06/21/2012 01:21 pm ET Updated Aug 21, 2012

Religious People Celebrate LGBT Pride

Millions of people around the world are celebrating at LGBT Pride parades this month. Lesbian, gay, bisexual, transgender, questioning, and straight folks are dancing on pulsating floats, riding on roaring motorcycles, sharing activist messages, and showcasing their most flamboyant finery. And many, many of these people are religious.

At the heart of most Pride parades in America, you will see religious congregations marching. Jews, Christians, Pagans, Buddhists, and others share in the spirit of the original Stonewall uprising of '69 by proclaiming that they have a right to be who they really are meant to be, which, in our case, is both LGBT and religious. Unfortunately, like many of my sisters and brothers who identify as both LGBT and religious, I find that sometimes I am asked to choose between my identities.

Sadly, many religious organizations continue to hold on to cultural prejudices and lazy scriptural reading and categorically reject the fact that people can be fully religious and LGBT. The Southern Baptist Convention (SBC) is a good and timely example. The SBC has been congratulating itself mightily this week for having elected its first African-American president. Formed in 1845 as a breakaway denomination that insisted that slavery was mandated by the Bible, it took them only about 150 years to reverse their thinking on the basic humanity of black folks.

But they were quick to restrict that dignity from being extended to LGBT people. The SBC passed a resolution that states, "It is regrettable that homosexual rights activists and those who are promoting the recognition of 'same-sex marriage' have misappropriated the rhetoric of the Civil Rights Movement." It is funny that the SBC is now so invested in the civil-rights movement, as it certainly was not supportive when it was happening in the '60s.

And while it is true that the LGBT experience is not identical to that of African Americans, it is also true that these freedom struggles are not mutually exclusive. To begin with, there are LGBT people of color, and furthermore, most of the civil-rights leaders who were actually part of the struggle have come out in support of the equality of LGBT people, including the late Coretta Scott King, Julian Bond, and John Lewis.
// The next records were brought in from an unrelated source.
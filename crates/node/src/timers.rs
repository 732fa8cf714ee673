//! Timer management for the production runner.
//!
//! Each timer is a tokio task that sleeps for the requested duration and
//! then sends the corresponding event into the node's event queue. Setting
//! a timer with an id that is already armed replaces it.

use concord_core::{Event, TimerId};
use std::collections::HashMap;
use std::time::Duration;
use tokio::sync::mpsc;
use tokio::task::JoinHandle;
use tracing::{debug, trace};

/// Manages timers for the production runner.
pub struct TimerManager {
    timers: HashMap<TimerId, JoinHandle<()>>,
    event_tx: mpsc::Sender<Event>,
}

impl TimerManager {
    pub fn new(event_tx: mpsc::Sender<Event>) -> Self {
        Self {
            timers: HashMap::new(),
            event_tx,
        }
    }

    /// Arm `id` to fire after `duration`, replacing any existing timer
    /// with the same id.
    pub fn set_timer(&mut self, id: TimerId, duration: Duration) {
        self.cancel_timer(id);
        // Consensus timer ids embed the height, so fired entries would
        // otherwise accumulate forever.
        self.timers.retain(|_, handle| !handle.is_finished());

        let event_tx = self.event_tx.clone();
        let handle = tokio::spawn(async move {
            tokio::time::sleep(duration).await;
            trace!(?id, "Timer fired");
            // A closed channel means the node is shutting down.
            let _ = event_tx.send(id.to_event()).await;
        });

        self.timers.insert(id, handle);
        debug!(?id, ?duration, "Timer set");
    }

    /// Cancel a timer. No-op if it does not exist or already fired.
    pub fn cancel_timer(&mut self, id: TimerId) {
        if let Some(handle) = self.timers.remove(&id) {
            handle.abort();
            trace!(?id, "Timer cancelled");
        }
    }

    /// Cancel everything. Called during shutdown.
    pub fn cancel_all(&mut self) {
        for (id, handle) in self.timers.drain() {
            handle.abort();
            trace!(?id, "Timer cancelled (shutdown)");
        }
    }

    pub fn active_count(&self) -> usize {
        self.timers.len()
    }
}

impl Drop for TimerManager {
    fn drop(&mut self) {
        self.cancel_all();
    }
}

#[cfg(test)]
mod tests {
    use super::*;

    #[tokio::test]
    async fn timer_fires_with_mapped_event() {
        let (event_tx, mut event_rx) = mpsc::channel(10);
        let mut manager = TimerManager::new(event_tx);

        manager.set_timer(TimerId::Sync, Duration::from_millis(10));
        let event = tokio::time::timeout(Duration::from_millis(200), event_rx.recv())
            .await
            .expect("timeout")
            .expect("channel closed");
        assert!(matches!(event, Event::SyncTimer));
    }

    #[tokio::test]
    async fn cancelled_timer_never_fires() {
        let (event_tx, mut event_rx) = mpsc::channel(10);
        let mut manager = TimerManager::new(event_tx);

        manager.set_timer(TimerId::Sync, Duration::from_millis(30));
        manager.cancel_timer(TimerId::Sync);

        let result = tokio::time::timeout(Duration::from_millis(100), event_rx.recv()).await;
        assert!(result.is_err(), "Timer should have been cancelled");
    }

    #[tokio::test]
    async fn setting_same_id_replaces() {
        let (event_tx, mut event_rx) = mpsc::channel(10);
        let mut manager = TimerManager::new(event_tx);

        manager.set_timer(TimerId::Sync, Duration::from_secs(60));
        manager.set_timer(TimerId::Sync, Duration::from_millis(10));
        assert_eq!(manager.active_count(), 1);

        let event = tokio::time::timeout(Duration::from_millis(200), event_rx.recv())
            .await
            .expect("replacement timer should fire quickly")
            .expect("channel closed");
        assert!(matches!(event, Event::SyncTimer));
    }

    #[tokio::test]
    async fn cancel_all_clears_everything() {
        let (event_tx, mut event_rx) = mpsc::channel(10);
        let mut manager = TimerManager::new(event_tx);

        manager.set_timer(TimerId::Sync, Duration::from_millis(50));
        manager.set_timer(
            TimerId::Handshake {
                peer: concord_types::PeerId(1),
            },
            Duration::from_millis(50),
        );
        assert_eq!(manager.active_count(), 2);

        manager.cancel_all();
        assert_eq!(manager.active_count(), 0);
        let result = tokio::time::timeout(Duration::from_millis(100), event_rx.recv()).await;
        assert!(result.is_err());
    }
}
The idea that one freedom struggle has to exclude another is caused by either a lack of imagination or the devilish tactic of divide-and-conquer. But even if the Southern Baptist leaders are not ready to embrace LGBT rights, that doesn't mean there aren't a lot of LGBT Southern Baptists. While religious hierarchies continue to pass resolutions and white-knuckle their grip on dogmas that oppress, there are millions of religious LGBT-identified people who continue to worship, volunteer, and practice their faith in spite of it all.

In fact, the progress toward acceptance of LGBT people within religious organizations has been nothing short of miraculous. Several mainstream Christian denominations and the two largest Jewish movements have, to some degree or another, recognized LGBT people as full members of their communities. And movements within Islam, Hinduism, and many other religions are forming or well on their way. This is all within the last 40 years.

At the same time, some of the pressure that religious LGBT people feel comes from within the LGBT community itself, from people who insist that all religion is hostile to LGBT people and that by staying there we are subjecting ourselves to a kind of deluded abuse. This is a horribly patronizing view that ignores the diversity of cultures, religions, and experiences within the LGBT community.

For many of us, our religious tradition and spiritual practice are an essential part of our lives. My partner and I attend an Episcopalian church most Sundays. We spend time next to one another in silent reflection and prayer, enjoying the beautiful music and space of our small church and taking part in the powerful experience of the liturgy. In our church we find LGBT and straight people in the pews and on the altar. In the church we feel connected to the deep tradition that stretches out behind us, and to the call of God, which moves the church, and us, forward.

This Sunday I won't be at the Pride parade in New York. Instead, I will be attending the church that nurtured me when I was young in Madison, Wis. They have graciously asked me to say a few words to the congregation about my life in the 30 years since I left. I plan to tell them how grateful I am to my parents for taking me and my siblings to that mainline Presbyterian church that instilled in me a sense of responsibility to my neighbor and gave me the joy of a loving community and an abiding sense of the love of God in my life. I look forward to saying the Lord's Prayer next to the current congregation in the place that taught me how to pray.

It is the best way I know to celebrate Gay Pride Sunday.